··· RECORDED INFORMATION ···

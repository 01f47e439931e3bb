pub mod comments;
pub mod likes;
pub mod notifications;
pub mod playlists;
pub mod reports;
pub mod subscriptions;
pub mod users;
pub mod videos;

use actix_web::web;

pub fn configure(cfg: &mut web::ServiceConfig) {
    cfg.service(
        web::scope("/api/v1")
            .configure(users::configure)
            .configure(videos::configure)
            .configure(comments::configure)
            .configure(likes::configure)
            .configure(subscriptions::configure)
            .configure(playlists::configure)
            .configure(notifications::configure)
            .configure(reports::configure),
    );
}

···
··· RECORDED INFORMATION ···

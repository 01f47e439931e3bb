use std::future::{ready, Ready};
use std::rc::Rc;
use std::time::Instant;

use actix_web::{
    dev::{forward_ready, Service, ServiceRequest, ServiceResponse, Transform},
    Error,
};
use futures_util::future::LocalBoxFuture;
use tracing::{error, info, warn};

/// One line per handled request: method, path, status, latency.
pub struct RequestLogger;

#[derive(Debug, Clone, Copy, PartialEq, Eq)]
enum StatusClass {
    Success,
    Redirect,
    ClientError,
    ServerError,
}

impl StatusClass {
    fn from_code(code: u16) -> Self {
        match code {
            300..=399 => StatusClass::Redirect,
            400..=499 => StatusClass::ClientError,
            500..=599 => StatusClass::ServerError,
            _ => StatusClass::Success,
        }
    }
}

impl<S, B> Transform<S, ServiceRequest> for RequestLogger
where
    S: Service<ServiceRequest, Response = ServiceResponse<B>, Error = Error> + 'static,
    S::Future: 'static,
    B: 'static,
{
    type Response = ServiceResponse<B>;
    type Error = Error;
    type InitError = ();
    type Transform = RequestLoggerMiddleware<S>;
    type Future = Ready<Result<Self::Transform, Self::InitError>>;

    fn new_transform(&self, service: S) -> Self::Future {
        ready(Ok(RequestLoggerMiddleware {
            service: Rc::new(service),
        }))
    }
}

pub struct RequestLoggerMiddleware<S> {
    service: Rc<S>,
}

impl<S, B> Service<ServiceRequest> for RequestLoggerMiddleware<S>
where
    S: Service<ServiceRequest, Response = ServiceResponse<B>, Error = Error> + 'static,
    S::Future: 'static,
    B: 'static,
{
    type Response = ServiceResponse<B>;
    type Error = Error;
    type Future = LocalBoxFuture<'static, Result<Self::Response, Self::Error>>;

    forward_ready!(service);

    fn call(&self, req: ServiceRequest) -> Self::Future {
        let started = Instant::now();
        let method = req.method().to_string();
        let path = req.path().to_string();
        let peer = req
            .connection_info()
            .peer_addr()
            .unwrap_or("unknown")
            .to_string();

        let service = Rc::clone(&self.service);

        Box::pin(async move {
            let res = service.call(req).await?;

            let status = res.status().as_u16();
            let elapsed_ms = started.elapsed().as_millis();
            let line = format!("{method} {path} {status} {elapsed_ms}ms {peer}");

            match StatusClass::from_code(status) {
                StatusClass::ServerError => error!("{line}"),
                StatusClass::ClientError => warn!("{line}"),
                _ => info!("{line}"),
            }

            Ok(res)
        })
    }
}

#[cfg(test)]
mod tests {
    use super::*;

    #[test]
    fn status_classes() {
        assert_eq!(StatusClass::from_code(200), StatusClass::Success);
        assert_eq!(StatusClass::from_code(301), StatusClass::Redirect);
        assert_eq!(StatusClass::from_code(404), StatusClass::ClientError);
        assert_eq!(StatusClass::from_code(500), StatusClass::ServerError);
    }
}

···
··· RECORDED INFORMATION ···

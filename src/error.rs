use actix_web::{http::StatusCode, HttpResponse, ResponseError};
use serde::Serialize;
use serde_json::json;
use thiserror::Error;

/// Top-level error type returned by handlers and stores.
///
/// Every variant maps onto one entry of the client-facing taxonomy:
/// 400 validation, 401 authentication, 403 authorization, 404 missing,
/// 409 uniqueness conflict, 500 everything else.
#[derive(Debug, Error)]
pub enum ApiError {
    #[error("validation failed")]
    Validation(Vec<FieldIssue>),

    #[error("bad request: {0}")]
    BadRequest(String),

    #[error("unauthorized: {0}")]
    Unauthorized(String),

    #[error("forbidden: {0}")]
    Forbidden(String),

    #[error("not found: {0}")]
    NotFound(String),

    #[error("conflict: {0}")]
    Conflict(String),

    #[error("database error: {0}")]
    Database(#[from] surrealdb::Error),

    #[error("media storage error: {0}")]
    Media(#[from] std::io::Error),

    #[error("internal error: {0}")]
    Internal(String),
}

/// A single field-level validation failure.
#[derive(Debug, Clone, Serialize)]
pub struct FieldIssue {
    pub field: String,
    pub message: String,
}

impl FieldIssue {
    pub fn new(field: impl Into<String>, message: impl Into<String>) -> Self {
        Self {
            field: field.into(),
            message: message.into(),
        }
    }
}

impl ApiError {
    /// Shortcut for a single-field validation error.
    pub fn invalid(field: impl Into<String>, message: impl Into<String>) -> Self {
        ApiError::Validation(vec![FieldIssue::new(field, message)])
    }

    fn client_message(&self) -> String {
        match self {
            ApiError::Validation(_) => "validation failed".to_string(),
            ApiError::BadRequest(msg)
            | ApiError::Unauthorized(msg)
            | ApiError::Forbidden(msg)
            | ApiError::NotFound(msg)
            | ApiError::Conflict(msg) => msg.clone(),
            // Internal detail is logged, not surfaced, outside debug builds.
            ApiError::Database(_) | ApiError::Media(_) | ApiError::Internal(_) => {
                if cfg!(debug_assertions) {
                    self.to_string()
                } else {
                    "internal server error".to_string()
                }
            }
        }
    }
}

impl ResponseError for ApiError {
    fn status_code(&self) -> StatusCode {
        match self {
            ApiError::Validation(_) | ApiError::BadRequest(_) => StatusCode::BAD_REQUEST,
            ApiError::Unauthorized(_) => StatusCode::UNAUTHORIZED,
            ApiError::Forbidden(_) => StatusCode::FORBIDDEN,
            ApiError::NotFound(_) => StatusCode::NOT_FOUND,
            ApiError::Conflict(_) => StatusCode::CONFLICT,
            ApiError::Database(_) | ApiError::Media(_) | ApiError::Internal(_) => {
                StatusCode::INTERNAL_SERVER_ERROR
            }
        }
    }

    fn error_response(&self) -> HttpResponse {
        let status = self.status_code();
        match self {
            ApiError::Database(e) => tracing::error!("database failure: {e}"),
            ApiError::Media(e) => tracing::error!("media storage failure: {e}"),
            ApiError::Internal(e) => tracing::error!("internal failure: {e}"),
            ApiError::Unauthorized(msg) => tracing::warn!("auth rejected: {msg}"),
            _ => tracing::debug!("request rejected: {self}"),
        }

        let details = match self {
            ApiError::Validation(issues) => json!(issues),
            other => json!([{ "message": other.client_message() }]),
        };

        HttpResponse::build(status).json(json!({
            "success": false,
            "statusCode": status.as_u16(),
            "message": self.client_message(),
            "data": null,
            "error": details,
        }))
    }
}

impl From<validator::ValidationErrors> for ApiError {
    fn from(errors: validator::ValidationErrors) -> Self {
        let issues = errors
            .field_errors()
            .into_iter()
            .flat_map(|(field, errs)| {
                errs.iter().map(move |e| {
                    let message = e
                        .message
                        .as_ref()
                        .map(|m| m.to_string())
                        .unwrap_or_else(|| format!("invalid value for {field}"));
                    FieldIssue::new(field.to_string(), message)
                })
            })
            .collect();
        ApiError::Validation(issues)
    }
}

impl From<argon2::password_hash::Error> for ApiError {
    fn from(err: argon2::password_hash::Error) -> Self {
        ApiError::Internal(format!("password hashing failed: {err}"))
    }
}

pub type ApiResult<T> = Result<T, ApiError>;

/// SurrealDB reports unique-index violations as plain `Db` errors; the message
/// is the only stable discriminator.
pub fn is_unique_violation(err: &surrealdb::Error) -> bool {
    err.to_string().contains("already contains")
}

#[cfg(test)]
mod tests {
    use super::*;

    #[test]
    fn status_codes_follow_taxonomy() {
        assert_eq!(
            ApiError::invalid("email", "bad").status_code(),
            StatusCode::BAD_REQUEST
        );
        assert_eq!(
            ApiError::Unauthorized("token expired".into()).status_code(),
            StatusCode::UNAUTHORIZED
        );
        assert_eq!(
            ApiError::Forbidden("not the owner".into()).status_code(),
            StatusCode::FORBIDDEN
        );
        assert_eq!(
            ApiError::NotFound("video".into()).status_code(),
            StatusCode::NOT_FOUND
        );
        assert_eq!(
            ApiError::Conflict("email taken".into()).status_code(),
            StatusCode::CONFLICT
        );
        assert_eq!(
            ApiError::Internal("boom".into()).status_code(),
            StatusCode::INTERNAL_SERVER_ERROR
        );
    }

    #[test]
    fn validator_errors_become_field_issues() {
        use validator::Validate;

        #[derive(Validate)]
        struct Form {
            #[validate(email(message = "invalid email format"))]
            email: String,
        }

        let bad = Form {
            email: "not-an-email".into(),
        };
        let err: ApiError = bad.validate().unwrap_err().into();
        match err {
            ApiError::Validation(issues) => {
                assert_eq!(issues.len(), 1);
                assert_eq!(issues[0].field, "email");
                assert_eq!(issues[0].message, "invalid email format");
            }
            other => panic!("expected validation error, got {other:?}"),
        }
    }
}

···

**YOUR INSTRUCTIONS**
Using the records above, work out the number of lines that contain "level" and write only that number.

**COMPLETED EXERCISE**
2